___ GIVEN DATA ___

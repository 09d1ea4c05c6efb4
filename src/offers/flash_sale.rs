//! Flash sales
//!
//! Time-boxed price overrides for specific products. Resolution picks the
//! active sales listing a product, computes each candidate unit price (a
//! per-product special price wins over the sale-level discount), and when
//! several sales overlap the lowest resulting price wins. The per-user
//! quantity cap splits a line instead of rejecting it: units past the cap
//! revert to the base price.

use jiff::Timestamp;
use rusty_money::{Money, iso::Currency};
use tracing::warn;

use crate::{
    catalog::ProductId,
    discounts::{DiscountError, SimpleDiscount, minor_times_quantity},
    offers::{OfferId, budget::UsageBudget, window::ActivityWindow},
};

/// A product's entry in a flash sale.
#[derive(Debug, Clone)]
pub struct FlashSaleProduct<'a> {
    product_id: ProductId,
    special_price: Option<Money<'a, Currency>>,
    max_quantity_per_user: Option<u32>,
}

impl<'a> FlashSaleProduct<'a> {
    /// List a product in a sale at the sale-level discount.
    pub const fn new(product_id: ProductId) -> Self {
        Self {
            product_id,
            special_price: None,
            max_quantity_per_user: None,
        }
    }

    /// Override the sale-level discount with an exact unit price.
    #[must_use]
    pub const fn with_special_price(mut self, special_price: Money<'a, Currency>) -> Self {
        self.special_price = Some(special_price);
        self
    }

    /// Cap the units one customer may buy at the sale price.
    #[must_use]
    pub const fn with_max_quantity_per_user(mut self, max_quantity_per_user: u32) -> Self {
        self.max_quantity_per_user = Some(max_quantity_per_user);
        self
    }

    /// The listed product.
    pub const fn product_id(&self) -> &ProductId {
        &self.product_id
    }

    /// The exact sale unit price, if one overrides the sale-level discount.
    pub const fn special_price(&self) -> Option<Money<'a, Currency>> {
        self.special_price
    }

    /// The per-user unit cap, if any.
    pub const fn max_quantity_per_user(&self) -> Option<u32> {
        self.max_quantity_per_user
    }
}

/// A flash sale as defined in the offer store.
#[derive(Debug, Clone)]
pub struct FlashSale<'a> {
    id: OfferId,
    discount: SimpleDiscount<'a>,
    window: ActivityWindow,
    budget: UsageBudget,
    products: Vec<FlashSaleProduct<'a>>,
    is_active: bool,
}

impl<'a> FlashSale<'a> {
    /// Create an active sale over a set of product entries.
    pub fn new(
        id: OfferId,
        discount: SimpleDiscount<'a>,
        window: ActivityWindow,
        products: impl Into<Vec<FlashSaleProduct<'a>>>,
    ) -> Self {
        Self {
            id,
            discount,
            window,
            budget: UsageBudget::unlimited(),
            products: products.into(),
            is_active: true,
        }
    }

    /// Restrict the sale to a global usage budget.
    #[must_use]
    pub fn with_budget(mut self, budget: UsageBudget) -> Self {
        self.budget = budget;
        self
    }

    /// Deactivate the sale.
    #[must_use]
    pub fn deactivated(mut self) -> Self {
        self.is_active = false;
        self
    }

    /// The sale's storage id.
    pub const fn id(&self) -> &OfferId {
        &self.id
    }

    /// The usage budget.
    pub const fn budget(&self) -> &UsageBudget {
        &self.budget
    }

    /// Mutable access to the usage budget, for the offer store's counters.
    pub const fn budget_mut(&mut self) -> &mut UsageBudget {
        &mut self.budget
    }

    /// Whether the sale is live.
    pub const fn is_active(&self) -> bool {
        self.is_active
    }

    /// Check activity, window, and budget at a point in time.
    #[must_use]
    pub fn is_live(&self, now: Timestamp) -> bool {
        self.is_active && self.window.contains(now) && !self.budget.is_exhausted()
    }

    /// The sale's entry for a product, if listed.
    #[must_use]
    pub fn product_entry(&self, product_id: &ProductId) -> Option<&FlashSaleProduct<'a>> {
        self.products
            .iter()
            .find(|entry| entry.product_id() == product_id)
    }

    /// Compute the sale unit price for an entry, clamped to zero.
    fn sale_unit_price(
        &self,
        entry: &FlashSaleProduct<'a>,
        base_price: Money<'a, Currency>,
    ) -> Result<Money<'a, Currency>, DiscountError> {
        match entry.special_price() {
            Some(special) => Ok(Money::from_minor(
                0.max(special.to_minor_units()),
                base_price.currency(),
            )),
            None => self.discount.reduced_price(base_price),
        }
    }
}

/// A cart line's resolved pricing: units at the sale price and units that
/// reverted to the base price past the per-user cap.
#[derive(Debug, Clone, Copy, PartialEq)]
pub struct ResolvedLinePrice<'a> {
    /// Unit price for the discounted units.
    pub sale_unit_price: Money<'a, Currency>,

    /// Units priced at the sale price.
    pub sale_units: u32,

    /// Unit price for the remaining units.
    pub base_unit_price: Money<'a, Currency>,

    /// Units priced at the base price.
    pub base_units: u32,
}

impl<'a> ResolvedLinePrice<'a> {
    /// All units at the base price, untouched by any sale.
    #[must_use]
    pub const fn full_price(base_unit_price: Money<'a, Currency>, quantity: u32) -> Self {
        Self {
            sale_unit_price: base_unit_price,
            sale_units: 0,
            base_unit_price,
            base_units: quantity,
        }
    }

    /// Whether any unit was discounted by a sale.
    #[must_use]
    pub const fn is_discounted(&self) -> bool {
        self.sale_units > 0
    }

    /// Total for the line across both splits.
    ///
    /// # Errors
    ///
    /// Returns [`DiscountError::AmountOverflow`] if the total overflows.
    pub fn total(&self) -> Result<Money<'a, Currency>, DiscountError> {
        let sale_minor =
            minor_times_quantity(self.sale_unit_price.to_minor_units(), self.sale_units)?;
        let base_minor =
            minor_times_quantity(self.base_unit_price.to_minor_units(), self.base_units)?;

        let total = sale_minor
            .checked_add(base_minor)
            .ok_or(DiscountError::AmountOverflow)?;

        Ok(Money::from_minor(total, self.base_unit_price.currency()))
    }
}

/// Resolve the effective pricing of a product at a point in time.
///
/// Among the live sales listing the product, the one producing the lowest
/// unit price wins. A sale whose price cannot be computed is skipped with a
/// warning. With no matching sale, every unit stays at the base price.
pub fn resolve_line_price<'a>(
    product_id: &ProductId,
    base_price: Money<'a, Currency>,
    quantity: u32,
    sales: &[&FlashSale<'a>],
    now: Timestamp,
) -> ResolvedLinePrice<'a> {
    let mut best: Option<(Money<'a, Currency>, Option<u32>)> = None;

    for sale in sales {
        if !sale.is_live(now) {
            continue;
        }

        let Some(entry) = sale.product_entry(product_id) else {
            continue;
        };

        let unit_price = match sale.sale_unit_price(entry, base_price) {
            Ok(price) => price,
            Err(err) => {
                warn!(sale = %sale.id(), error = %err, "skipping flash sale whose price could not be computed");
                continue;
            }
        };

        // Overlapping sales: lowest resulting price wins.
        let is_better = best.is_none_or(|(best_price, _)| {
            unit_price.to_minor_units() < best_price.to_minor_units()
        });
        if is_better {
            best = Some((unit_price, entry.max_quantity_per_user()));
        }
    }

    match best {
        Some((sale_unit_price, cap)) => {
            let sale_units = cap.map_or(quantity, |cap| cap.min(quantity));
            ResolvedLinePrice {
                sale_unit_price,
                sale_units,
                base_unit_price: base_price,
                base_units: quantity - sale_units,
            }
        }
        None => ResolvedLinePrice::full_price(base_price, quantity),
    }
}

___

Show every line in the entries where the string "exact" occurs.

WRITTEN RESPONSE:
    /// Override the sale-level discount with an exact unit price.
    /// The exact sale unit price, if one overrides the sale-level discount.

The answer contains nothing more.